• [Task details]
What comes back must be the data itself, retyped exactly.

Data entries
⁂

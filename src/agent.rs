use crate::config::{Channel, ScenarioConfig, N_CHANNELS};
use crate::funnel::FunnelStage;
use crate::util;
use rand::rngs::StdRng;
use rand::Rng;
use strum_macros::Display;

pub type AgentId = usize;

// Rogers diffusion-of-innovations adoption curve
#[derive(Display, Debug, Clone, Copy, PartialEq, Eq)]
pub enum AdopterSegment {
    #[strum(serialize = "innovator")]
    Innovator,
    #[strum(serialize = "early_adopter")]
    EarlyAdopter,
    #[strum(serialize = "early_majority")]
    EarlyMajority,
    #[strum(serialize = "late_majority")]
    LateMajority,
    #[strum(serialize = "laggard")]
    Laggard,
}

impl AdopterSegment {
    // Beta parameters for (openness, social_influence, risk_tolerance)
    fn trait_params(self) -> [(f32, f32); 3] {
        match self {
            AdopterSegment::Innovator => [(8., 2.), (2., 8.), (7., 3.)],
            AdopterSegment::EarlyAdopter => [(6., 4.), (3., 7.), (6., 4.)],
            AdopterSegment::EarlyMajority => [(4., 6.), (6., 4.), (4., 6.)],
            AdopterSegment::LateMajority => [(3., 7.), (7., 3.), (3., 7.)],
            AdopterSegment::Laggard => [(2., 8.), (8., 2.), (2., 8.)],
        }
    }
}

fn sample_segment(rng: &mut StdRng) -> AdopterSegment {
    let roll: f32 = rng.gen();
    if roll < 0.025 {
        AdopterSegment::Innovator
    } else if roll < 0.16 {
        AdopterSegment::EarlyAdopter
    } else if roll < 0.5 {
        AdopterSegment::EarlyMajority
    } else if roll < 0.84 {
        AdopterSegment::LateMajority
    } else {
        AdopterSegment::Laggard
    }
}

static AGE_WEIGHTS: [(u8, f32); 5] = [(1, 0.15), (2, 0.20), (3, 0.25), (4, 0.25), (5, 0.15)];
static INCOME_WEIGHTS: [(u8, f32); 5] = [(1, 0.15), (2, 0.20), (3, 0.30), (4, 0.25), (5, 0.10)];
static EDUCATION_WEIGHTS: [(u8, f32); 5] = [(1, 0.05), (2, 0.15), (3, 0.35), (4, 0.30), (5, 0.15)];

#[derive(Debug, Clone, PartialEq)]
pub struct Agent {
    pub id: AgentId,
    pub stage: FunnelStage,
    pub days_in_stage: usize,

    pub segment: AdopterSegment,

    // Latent traits, all in [0, 1]
    pub openness: f32,
    pub social_influence: f32,
    pub media_affinity: f32,
    pub risk_tolerance: f32,

    // Demographics
    pub age_group: u8,
    pub income_level: u8,
    pub education_level: u8,
    pub urban_rural: f32,

    pub is_influencer: bool,

    // Derived traits, fixed at creation
    pub receptivity: f32,
    pub influence: f32,
    pub interest_propensity: f32,

    // Exposure memory
    pub adstock: [f32; N_CHANNELS],
    pub media_exposures: usize,
    pub days_since_exposure: usize,
    pub wom_received: usize,
}

impl Agent {
    pub fn new(id: AgentId, conf: &ScenarioConfig, rng: &mut StdRng) -> Agent {
        let segment = sample_segment(rng);
        let params = segment.trait_params();
        let openness = util::beta_around(params[0].0, params[0].1, conf.personality.openness, rng);
        let social_influence =
            util::beta_around(params[1].0, params[1].1, conf.personality.social_influence, rng);
        let risk_tolerance =
            util::beta_around(params[2].0, params[2].1, conf.personality.risk_tolerance, rng);
        let media_affinity = util::beta_around(3., 3., conf.personality.media_affinity, rng);

        let age_group = util::shifted_level(&AGE_WEIGHTS, conf.demographics.age_group, rng);
        let income_level = util::shifted_level(&INCOME_WEIGHTS, conf.demographics.income_level, rng);
        // Skewed toward urban
        let urban_rural = util::beta_around(6., 4., conf.demographics.urban_rural, rng);
        let education_level =
            util::shifted_level(&EDUCATION_WEIGHTS, conf.demographics.education_level, rng);

        let is_influencer = if conf.influencers.enabled {
            // Innovators and early adopters are far more likely to be marked
            let p = match segment {
                AdopterSegment::Innovator | AdopterSegment::EarlyAdopter => {
                    conf.influencers.ratio * 3.
                }
                _ => conf.influencers.ratio * 0.5,
            };
            rng.gen::<f32>() < p
        } else {
            false
        };

        let receptivity =
            util::clamp01(media_affinity * 0.7 + openness * 0.3 + urban_rural * 0.1);
        let influence = util::clamp01(
            social_influence * 0.4
                + education_level as f32 / 5. * 0.3
                + income_level as f32 / 5. * 0.3,
        );
        let interest_propensity = util::clamp01(
            openness * 0.6
                + risk_tolerance * 0.4
                + (6 - age_group) as f32 / 5. * 0.2
                + education_level as f32 / 5. * 0.1,
        );

        Agent {
            id,
            stage: FunnelStage::Unaware,
            days_in_stage: 0,
            segment,
            openness,
            social_influence,
            media_affinity,
            risk_tolerance,
            age_group,
            income_level,
            education_level,
            urban_rural,
            is_influencer,
            receptivity,
            influence,
            interest_propensity,
            adstock: [0.; N_CHANNELS],
            media_exposures: 0,
            days_since_exposure: 1000,
            wom_received: 0,
        }
    }

    pub fn advance_stage(&mut self) {
        let next = self.stage.advance();
        if next != self.stage {
            self.stage = next;
            self.days_in_stage = 0;
        }
    }

    pub fn regress_stage(&mut self) {
        let prev = self.stage.regress();
        if prev != self.stage {
            self.stage = prev;
            self.days_in_stage = 0;
        }
    }

    // Openness erodes slightly with repeated exposure (habituation)
    pub fn current_openness(&self) -> f32 {
        let habituation = 1. - self.media_exposures as f32 * 0.001;
        self.openness * f32::max(0.5, habituation)
    }

    // Recent exposure temporarily lifts receptivity
    pub fn current_receptivity(&self) -> f32 {
        let boost = if self.days_since_exposure < 5 {
            0.1 * (5 - self.days_since_exposure) as f32 / 5.
        } else {
            0.
        };
        f32::min(1., self.receptivity + boost)
    }

    // Channel-specific reach modifier from demographics
    pub fn channel_modifier(&self, channel: Channel) -> f32 {
        let age_factor = (6 - self.age_group) as f32 / 5.;
        let income_factor = self.income_level as f32 / 5.;
        let edu_factor = self.education_level as f32 / 5.;
        match channel {
            // Younger, urban, higher-education skew
            Channel::Sns => 0.5 + (age_factor + self.urban_rural + edu_factor) * 0.3,
            // Broad-based with a mild youth/income boost
            Channel::Video => 0.7 + age_factor * 0.3 + income_factor * 0.2,
            // Education and income driven
            Channel::Search => 0.6 + edu_factor * 0.4 + income_factor * 0.3,
        }
    }

    pub fn demographic_similarity(&self, other: &Agent) -> f32 {
        let age_sim = f32::max(
            0.,
            1. - (self.age_group as f32 - other.age_group as f32).abs() / 4.,
        );
        let income_sim = f32::max(
            0.,
            1. - (self.income_level as f32 - other.income_level as f32).abs() / 4.,
        );
        let urban_sim = f32::max(0., 1. - (self.urban_rural - other.urban_rural).abs());
        age_sim * 0.4 + income_sim * 0.3 + urban_sim * 0.3
    }

    pub fn trait_similarity(&self, other: &Agent) -> f32 {
        let diff = (self.openness - other.openness).abs()
            + (self.social_influence - other.social_influence).abs()
            + (self.media_affinity - other.media_affinity).abs()
            + (self.risk_tolerance - other.risk_tolerance).abs();
        1. - diff / 4.
    }
}

pub fn generate_population(conf: &ScenarioConfig, rng: &mut StdRng) -> Vec<Agent> {
    (0..conf.network.n).map(|i| Agent::new(i, conf, rng)).collect()
}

⁂

• [Answer to the exercise]
filename src/agent.rs
use crate::config::{Channel, ScenarioConfig, N_CHANNELS};
use crate::funnel::FunnelStage;
use crate::util;
use rand::rngs::StdRng;
use rand::Rng;
use strum_macros::Display;

pub type AgentId = usize;

// Rogers diffusion-of-innovations adoption curve
#[derive(Display, Debug, Clone, Copy, PartialEq, Eq)]
pub enum AdopterSegment {
    #[strum(serialize = "innovator")]
    Innovator,
    #[strum(serialize = "early_adopter")]
    EarlyAdopter,
    #[strum(serialize = "early_majority")]
    EarlyMajority,
    #[strum(serialize = "late_majority")]
    LateMajority,
    #[strum(serialize = "laggard")]
    Laggard,
}

impl AdopterSegment {
    // Beta parameters for (openness, social_influence, risk_tolerance)
    fn trait_params(self) -> [(f32, f32); 3] {
        match self {
            AdopterSegment::Innovator => [(8., 2.), (2., 8.), (7., 3.)],
            AdopterSegment::EarlyAdopter => [(6., 4.), (3., 7.), (6., 4.)],
            AdopterSegment::EarlyMajority => [(4., 6.), (6., 4.), (4., 6.)],
            AdopterSegment::LateMajority => [(3., 7.), (7., 3.), (3., 7.)],
            AdopterSegment::Laggard => [(2., 8.), (8., 2.), (2., 8.)],
        }
    }
}

fn sample_segment(rng: &mut StdRng) -> AdopterSegment {
    let roll: f32 = rng.gen();
    if roll < 0.025 {
        AdopterSegment::Innovator
    } else if roll < 0.16 {
        AdopterSegment::EarlyAdopter
    } else if roll < 0.5 {
        AdopterSegment::EarlyMajority
    } else if roll < 0.84 {
        AdopterSegment::LateMajority
    } else {
        AdopterSegment::Laggard
    }
}

static AGE_WEIGHTS: [(u8, f32); 5] = [(1, 0.15), (2, 0.20), (3, 0.25), (4, 0.25), (5, 0.15)];
static INCOME_WEIGHTS: [(u8, f32); 5] = [(1, 0.15), (2, 0.20), (3, 0.30), (4, 0.25), (5, 0.10)];
static EDUCATION_WEIGHTS: [(u8, f32); 5] = [(1, 0.05), (2, 0.15), (3, 0.35), (4, 0.30), (5, 0.15)];

#[derive(Debug, Clone, PartialEq)]
pub struct Agent {
    pub id: AgentId,
    pub stage: FunnelStage,
    pub days_in_stage: usize,

    pub segment: AdopterSegment,

    // Latent traits, all in [0, 1]
    pub openness: f32,
    pub social_influence: f32,
    pub media_affinity: f32,
    pub risk_tolerance: f32,

    // Demographics
    pub age_group: u8,
    pub income_level: u8,
    pub education_level: u8,
    pub urban_rural: f32,

    pub is_influencer: bool,

    // Derived traits, fixed at creation
    pub receptivity: f32,
    pub influence: f32,
    pub interest_propensity: f32,

    // Exposure memory
    pub adstock: [f32; N_CHANNELS],
    pub media_exposures: usize,
    pub days_since_exposure: usize,
    pub wom_received: usize,
}

impl Agent {
    pub fn new(id: AgentId, conf: &ScenarioConfig, rng: &mut StdRng) -> Agent {
        let segment = sample_segment(rng);
        let params = segment.trait_params();
        let openness = util::beta_around(params[0].0, params[0].1, conf.personality.openness, rng);
        let social_influence =
            util::beta_around(params[1].0, params[1].1, conf.personality.social_influence, rng);
        let risk_tolerance =
            util::beta_around(params[2].0, params[2].1, conf.personality.risk_tolerance, rng);
        let media_affinity = util::beta_around(3., 3., conf.personality.media_affinity, rng);

        let age_group = util::shifted_level(&AGE_WEIGHTS, conf.demographics.age_group, rng);
        let income_level = util::shifted_level(&INCOME_WEIGHTS, conf.demographics.income_level, rng);
        // Skewed toward urban
        let urban_rural = util::beta_around(6., 4., conf.demographics.urban_rural, rng);
        let education_level =
            util::shifted_level(&EDUCATION_WEIGHTS, conf.demographics.education_level, rng);

        let is_influencer = if conf.influencers.enabled {
            // Innovators and early adopters are far more likely to be marked
            let p = match segment {
                AdopterSegment::Innovator | AdopterSegment::EarlyAdopter => {
                    conf.influencers.ratio * 3.
                }
                _ => conf.influencers.ratio * 0.5,
            };
            rng.gen::<f32>() < p
        } else {
            false
        };

        let receptivity =
            util::clamp01(media_affinity * 0.7 + openness * 0.3 + urban_rural * 0.1);
        let influence = util::clamp01(
            social_influence * 0.4
                + education_level as f32 / 5. * 0.3
                + income_level as f32 / 5. * 0.3,
        );
        let interest_propensity = util::clamp01(
            openness * 0.6
                + risk_tolerance * 0.4
                + (6 - age_group) as f32 / 5. * 0.2
                + education_level as f32 / 5. * 0.1,
        );

        Agent {
            id,
            stage: FunnelStage::Unaware,
            days_in_stage: 0,
            segment,
            openness,
            social_influence,
            media_affinity,
            risk_tolerance,
            age_group,
            income_level,
            education_level,
            urban_rural,
            is_influencer,
            receptivity,
            influence,
            interest_propensity,
            adstock: [0.; N_CHANNELS],
            media_exposures: 0,
            days_since_exposure: 1000,
            wom_received: 0,
        }
    }

    pub fn advance_stage(&mut self) {
        let next = self.stage.advance();
        if next != self.stage {
            self.stage = next;
            self.days_in_stage = 0;
        }
    }

    pub fn regress_stage(&mut self) {
        let prev = self.stage.regress();
        if prev != self.stage {
            self.stage = prev;
            self.days_in_stage = 0;
        }
    }

    // Openness erodes slightly with repeated exposure (habituation)
    pub fn current_openness(&self) -> f32 {
        let habituation = 1. - self.media_exposures as f32 * 0.001;
        self.openness * f32::max(0.5, habituation)
    }

    // Recent exposure temporarily lifts receptivity
    pub fn current_receptivity(&self) -> f32 {
        let boost = if self.days_since_exposure < 5 {
            0.1 * (5 - self.days_since_exposure) as f32 / 5.
        } else {
            0.
        };
        f32::min(1., self.receptivity + boost)
    }

    // Channel-specific reach modifier from demographics
    pub fn channel_modifier(&self, channel: Channel) -> f32 {
        let age_factor = (6 - self.age_group) as f32 / 5.;
        let income_factor = self.income_level as f32 / 5.;
        let edu_factor = self.education_level as f32 / 5.;
        match channel {
            // Younger, urban, higher-education skew
            Channel::Sns => 0.5 + (age_factor + self.urban_rural + edu_factor) * 0.3,
            // Broad-based with a mild youth/income boost
            Channel::Video => 0.7 + age_factor * 0.3 + income_factor * 0.2,
            // Education and income driven
            Channel::Search => 0.6 + edu_factor * 0.4 + income_factor * 0.3,
        }
    }

    pub fn demographic_similarity(&self, other: &Agent) -> f32 {
        let age_sim = f32::max(
            0.,
            1. - (self.age_group as f32 - other.age_group as f32).abs() / 4.,
        );
        let income_sim = f32::max(
            0.,
            1. - (self.income_level as f32 - other.income_level as f32).abs() / 4.,
        );
        let urban_sim = f32::max(0., 1. - (self.urban_rural - other.urban_rural).abs());
        age_sim * 0.4 + income_sim * 0.3 + urban_sim * 0.3
    }

    pub fn trait_similarity(&self, other: &Agent) -> f32 {
        let diff = (self.openness - other.openness).abs()
            + (self.social_influence - other.social_influence).abs()
            + (self.media_affinity - other.media_affinity).abs()
            + (self.risk_tolerance - other.risk_tolerance).abs();
        1. - diff / 4.
    }
}

pub fn generate_population(conf: &ScenarioConfig, rng: &mut StdRng) -> Vec<Agent> {
    (0..conf.network.n).map(|i| Agent::new(i, conf, rng)).collect()
}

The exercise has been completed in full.